Rename "pipeline" to "cleaners"

No need to introduce new terminology.
2017-09-04 21:54:23 -07:00 · 2017-09-04 21:54:23 -07:00 · c4e14ad3b9
parent 9e1ea7a879
commit c4e14ad3b9
4 changed files with 18 additions and 18 deletions
--- a/TRAINING_DATA.md
+++ b/TRAINING_DATA.md
@ -50,21 +50,21 @@ following the example of the other preprocessors in that file.
 ### Non-English Data

 If your training data is in a language other than English, you will probably want to change the
-text cleaning pipeline by setting the `cleaners` hyperparameter.
+text cleaners by setting the `cleaners` hyperparameter.

  * If your text is in a Latin script or can be transliterated to ASCII using the
    [Unidecode](https://pypi.python.org/pypi/Unidecode) library, you can use the transliteration
-    pipeline by setting the hyperparameter `cleaners=transliteration_pipeline`.
+    cleaners by setting the hyperparameter `cleaners=transliteration_cleaners`.

  * If you don't want to transliterate, you can define a custom character set.
    This allows you to train directly on the character set used in your data.

    To do so, edit [symbols.py](text/symbols.py) and change the `_characters` variable to be a
-    string containing the UTF-8 characters in your data. Then set the hyperparameter `cleaners=basic_pipeline`.
+    string containing the UTF-8 characters in your data. Then set the hyperparameter `cleaners=basic_cleaners`.

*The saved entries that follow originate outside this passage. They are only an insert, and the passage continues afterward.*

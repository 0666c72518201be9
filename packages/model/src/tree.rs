use crate::state::{
    ComponentState, RepeatedComponentKind, RepeaterState, StandardComponentState,
};

/// Maps over the nodes of a flat component tree in a level-order traversal,
/// starting from the leaf nodes (deepest children) and working up. The
/// handler receives each node together with its already-mapped children.
pub fn map_component_tree<T>(
    tree: &[ComponentState],
    handler: &mut impl FnMut(&ComponentState, Vec<T>) -> T,
) -> Vec<T> {
    map_children(tree, None, handler)
}

fn map_children<T>(
    tree: &[ComponentState],
    parent_uuid: Option<&str>,
    handler: &mut impl FnMut(&ComponentState, Vec<T>) -> T,
) -> Vec<T> {
    tree.iter()
        .filter(|state| state.parent_uuid() == parent_uuid)
        .map(|state| {
            let children = map_children(tree, Some(state.uuid()), handler);
            handler(state, children)
        })
        .collect()
}

/// Returns the direct children of `parent_uuid` in list order.
pub fn children_of<'a>(
    tree: &'a [ComponentState],
    parent_uuid: Option<&str>,
) -> Vec<&'a ComponentState> {
    tree.iter()
        .filter(|state| state.parent_uuid() == parent_uuid)
        .collect()
}

/// Flattens a Repeater into the component it repeats, carrying the
/// repeater's own ids so the editor keeps a stable identity. Non-repeater
/// states pass through unchanged.
pub fn extract_repeated_state(state: &ComponentState) -> ComponentState {
    match state {
        ComponentState::Repeater(repeater) => repeated_to_state(repeater),
        other => other.clone(),
    }
}

fn repeated_to_state(repeater: &RepeaterState) -> ComponentState {
    let inner = StandardComponentState {
        component_name: repeater.repeated_component.component_name.clone(),
        props: repeater.repeated_component.props.clone(),
        uuid: repeater.uuid.clone(),
        parent_uuid: repeater.parent_uuid.clone(),
        metadata_uuid: repeater.repeated_component.metadata_uuid.clone(),
    };
    match repeater.repeated_component.kind {
        RepeatedComponentKind::Standard => ComponentState::Standard(inner),
        RepeatedComponentKind::Module => ComponentState::Module(inner),
    }
}

#[cfg(test)]
mod tests {
    use super::*;
    use crate::state::FragmentState;
    use crate::values::PropValues;

    fn standard(name: &str, uuid: &str, parent: Option<&str>) -> ComponentState {
        ComponentState::Standard(StandardComponentState {
            component_name: name.to_string(),
            props: PropValues::new(),
            uuid: uuid.to_string(),
            parent_uuid: parent.map(str::to_string),
            metadata_uuid: format!("metadata-{}", name),
        })
    }

    #[test]
    fn test_map_component_tree_bottom_up() {
        let tree = vec![
            ComponentState::Fragment(FragmentState {
                uuid: "0".to_string(),
                parent_uuid: None,
            }),
            standard("Card", "1", Some("0")),
            standard("Banner", "2", Some("0")),
        ];

        let rendered = map_component_tree(&tree, &mut |state, children| match state {
            ComponentState::Fragment(_) => format!("<>{}</>", children.join("")),
            other => format!("<{}/>", other.component_name().unwrap()),
        });

        assert_eq!(rendered, vec!["<><Card/><Banner/></>"]);
    }

    #[test]
    fn test_extract_repeated_state() {
        use crate::state::RepeatedComponent;

        let repeater = ComponentState::Repeater(RepeaterState {
            uuid: "5".to_string(),
            parent_uuid: Some("0".to_string()),
            list_expression: "document.services".to_string(),
            repeated_component: RepeatedComponent {
                kind: RepeatedComponentKind::Standard,
                component_name: "Banner".to_string(),
                props: PropValues::new(),
                metadata_uuid: "metadata-Banner".to_string(),
            },
        });

        let extracted = extract_repeated_state(&repeater);
        assert_eq!(extracted.uuid(), "5");
        assert_eq!(extracted.parent_uuid(), Some("0"));
        assert_eq!(extracted.component_name(), Some("Banner"));
        assert!(matches!(extracted, ComponentState::Standard(_)));
    }
}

-  * If you're not sure which option to use, you can evaluate the transliteration pipeline like so:
+  * If you're not sure which option to use, you can evaluate the transliteration cleaners like this:

    ```python
    from text import cleaners
-    cleaners.transliteration_pipeline('Здравствуйте')   # Replace with the text you want to try
+    cleaners.transliteration_cleaners('Здравствуйте')   # Replace with the text you want to try
    ```
--- a/hparams.py
+++ b/hparams.py
@ -4,8 +4,8 @@ import tensorflow as tf
 # Default hyperparameters:
 hparams = tf.contrib.training.HParams(
  # Comma-separated list of cleaners to run on text prior to training and eval. For non-English
-  # text, you may want to use "basic_pipeline" or "transliteration_pipeline" See TRAINING_DATA.md.
-  cleaners='english_pipeline',
+  # text, you may want to use "basic_cleaners" or "transliteration_cleaners" See TRAINING_DATA.md.
+  cleaners='english_cleaners',

  # Audio:
  num_mels=80,
--- a/tests/text_test.py
+++ b/tests/text_test.py
@ -14,7 +14,7 @@ def test_text_to_sequence():
  assert text_to_sequence('"A"_B', []) == [2, 3, 1]
  assert text_to_sequence('A {AW1 S} B', []) == [2, 64, 83, 132, 64, 3, 1]
  assert text_to_sequence('Hi', ['lowercase']) == [35, 36, 1]
-  assert text_to_sequence('A {AW1 S}  B', ['english_pipeline']) == [28, 64, 83, 132, 64, 29, 1]
+  assert text_to_sequence('A {AW1 S}  B', ['english_cleaners']) == [28, 64, 83, 132, 64, 29, 1]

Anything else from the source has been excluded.